Copy the lines below that contain "PipelineRegistry".

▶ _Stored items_

=====

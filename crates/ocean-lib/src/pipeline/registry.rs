//! Region-keyed pipeline registry
//!
//! Owned by whoever serves requests and passed around by reference. The
//! first access for a key creates its pipeline; concurrent first accesses
//! for the same key still create exactly one.

use super::RegionPipeline;
use crate::cache::DataCache;
use crate::clock::{system_clock, Clock};
use crate::error::PipelineError;
use crate::fetcher::{ErddapSource, MultiStrategyFetcher, ObservationSource, SyntheticGenerator};
use crate::models::RegionSpec;
use crate::observability::StructuredLogger;
use crate::settings::Settings;
use anyhow::Result;
use dashmap::DashMap;
use std::sync::Arc;
use std::time::Duration;
use tokio::sync::Mutex;
use tracing::info;

pub struct PipelineRegistry {
    settings: Arc<Settings>,
    source: Arc<dyn ObservationSource>,
    clock: Arc<dyn Clock>,
    cache: DataCache,
    logger: StructuredLogger,
    synthetic_seed: Option<u64>,
    pipelines: DashMap<String, Arc<Mutex<RegionPipeline>>>,
}

impl PipelineRegistry {
    pub fn new(settings: Settings, source: Arc<dyn ObservationSource>, clock: Arc<dyn Clock>) -> Self {
        let cache = DataCache::new(
            settings.storage.cache_dir.clone(),
            settings.storage.cache_expiry_days,
            clock.clone(),
        );

        Self {
            settings: Arc::new(settings),
            source,
            clock,
            cache,
            logger: StructuredLogger::new("local"),
            synthetic_seed: None,
            pipelines: DashMap::new(),
        }
    }

    /// Registry backed by the configured ERDDAP endpoint and the system clock
    pub fn from_settings(settings: Settings) -> Result<Self> {
        let source = ErddapSource::new(
            &settings.data.upstream_url,
            Duration::from_secs(settings.data.request_timeout_secs),
        )?;
        Ok(Self::new(settings, Arc::new(source), system_clock()))
    }

    pub fn with_logger(mut self, logger: StructuredLogger) -> Self {
        self.logger = logger;
        self
    }

    /// Seed synthetic fallback data for reproducible runs
    pub fn with_synthetic_seed(mut self, seed: u64) -> Self {
        self.synthetic_seed = Some(seed);
        self
    }

    pub fn settings(&self) -> &Settings {
        &self.settings
    }

    pub fn cache(&self) -> &DataCache {
        &self.cache
    }

    /// Pipeline for `region_key`, created on first access
    pub fn get_or_create(&self, region_key: &str) -> Result<Arc<Mutex<RegionPipeline>>, PipelineError> {
        if let Some(existing) = self.pipelines.get(region_key) {
            return Ok(existing.value().clone());
        }

        let region = self
            .settings
            .region(region_key)
            .cloned()
            .ok_or_else(|| PipelineError::UnknownRegion(region_key.to_string()))?;

        // The entry holds its shard lock while the closure runs
        let entry = self
            .pipelines
            .entry(region_key.to_string())
            .or_insert_with(|| {
                info!(region = %region_key, "Creating region pipeline");
                Arc::new(Mutex::new(self.build(region)))
            });
        Ok(entry.value().clone())
    }

    /// Existing pipeline, without creating one
    pub fn get(&self, region_key: &str) -> Option<Arc<Mutex<RegionPipeline>>> {
        self.pipelines.get(region_key).map(|p| p.value().clone())
    }

    /// Keys with a live pipeline, sorted
    pub fn active_regions(&self) -> Vec<String> {
        let mut keys: Vec<String> = self.pipelines.iter().map(|e| e.key().clone()).collect();
        keys.sort();
        keys
    }

    fn build(&self, region: RegionSpec) -> RegionPipeline {
        let mut fetcher = MultiStrategyFetcher::new(
            self.source.clone(),
            self.settings.data.max_depth,
            self.clock.clone(),
        )
        .with_logger(self.logger.clone());
        if let Some(seed) = self.synthetic_seed {
            fetcher = fetcher.with_synthetic(SyntheticGenerator::seeded(seed));
        }

        RegionPipeline::new(
            region,
            self.settings.clone(),
            fetcher,
            self.cache.clone(),
            self.logger.clone(),
        )
    }
}

#[cfg(test)]
mod tests {
    use super::*;
    use crate::fetcher::{RawTable, WindowRequest};
    use async_trait::async_trait;
    use tempfile::TempDir;

    struct EmptySource;

    #[async_trait]
    impl ObservationSource for EmptySource {
        fn name(&self) -> &str {
            "empty"
        }

        async fn fetch_window(&self, _request: &WindowRequest) -> Result<RawTable> {
            Ok(RawTable::default())
        }
    }

    fn registry(temp_dir: &TempDir) -> Arc<PipelineRegistry> {
        let settings = Settings::default().with_storage_root(temp_dir.path());
        Arc::new(PipelineRegistry::new(settings, Arc::new(EmptySource), system_clock()))
    }

    #[tokio::test]
    async fn test_unknown_region_rejected() {
        let temp_dir = TempDir::new().unwrap();
        let registry = registry(&temp_dir);

        match registry.get_or_create("atlantis") {
            Err(PipelineError::UnknownRegion(key)) => assert_eq!(key, "atlantis"),
            other => panic!("expected UnknownRegion, got {:?}", other.map(|_| ())),
        }
        assert!(registry.active_regions().is_empty());
    }

    #[tokio::test]
    async fn test_same_key_returns_same_pipeline() {
        let temp_dir = TempDir::new().unwrap();
        let registry = registry(&temp_dir);

        let a = registry.get_or_create("arabian_sea").unwrap();
        let b = registry.get_or_create("arabian_sea").unwrap();
        assert!(Arc::ptr_eq(&a, &b));
        assert!(registry.get("bay_of_bengal").is_none());
    }

    #[tokio::test(flavor = "multi_thread", worker_threads = 4)]
    async fn test_concurrent_first_access_creates_one_pipeline() {
        let temp_dir = TempDir::new().unwrap();
        let registry = registry(&temp_dir);

        let handles: Vec<_> = (0..16)
            .map(|_| {
                let registry = registry.clone();
                tokio::spawn(async move { registry.get_or_create("bay_of_bengal").unwrap() })
            })
            .collect();

        let mut pipelines = Vec::new();
        for handle in handles {
            pipelines.push(handle.await.unwrap());
        }
        assert!(pipelines.windows(2).all(|w| Arc::ptr_eq(&w[0], &w[1])));
        assert_eq!(registry.active_regions(), vec!["bay_of_bengal".to_string()]);
    }

    #[tokio::test]
    async fn test_pipeline_carries_region_spec() {
        let temp_dir = TempDir::new().unwrap();
        let registry = registry(&temp_dir);

        let pipeline = registry.get_or_create("north_indian_ocean").unwrap();
        let guard = pipeline.lock().await;
        assert_eq!(guard.key(), "north_indian_ocean");
        assert_eq!(guard.region().name, "North Indian Ocean");
        assert!(!guard.is_ready());
    }
}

=====

▶ _Task response_
pub struct PipelineRegistry {
impl PipelineRegistry {
    fn registry(temp_dir: &TempDir) -> Arc<PipelineRegistry> {
        Arc::new(PipelineRegistry::new(settings, Arc::new(EmptySource), system_clock()))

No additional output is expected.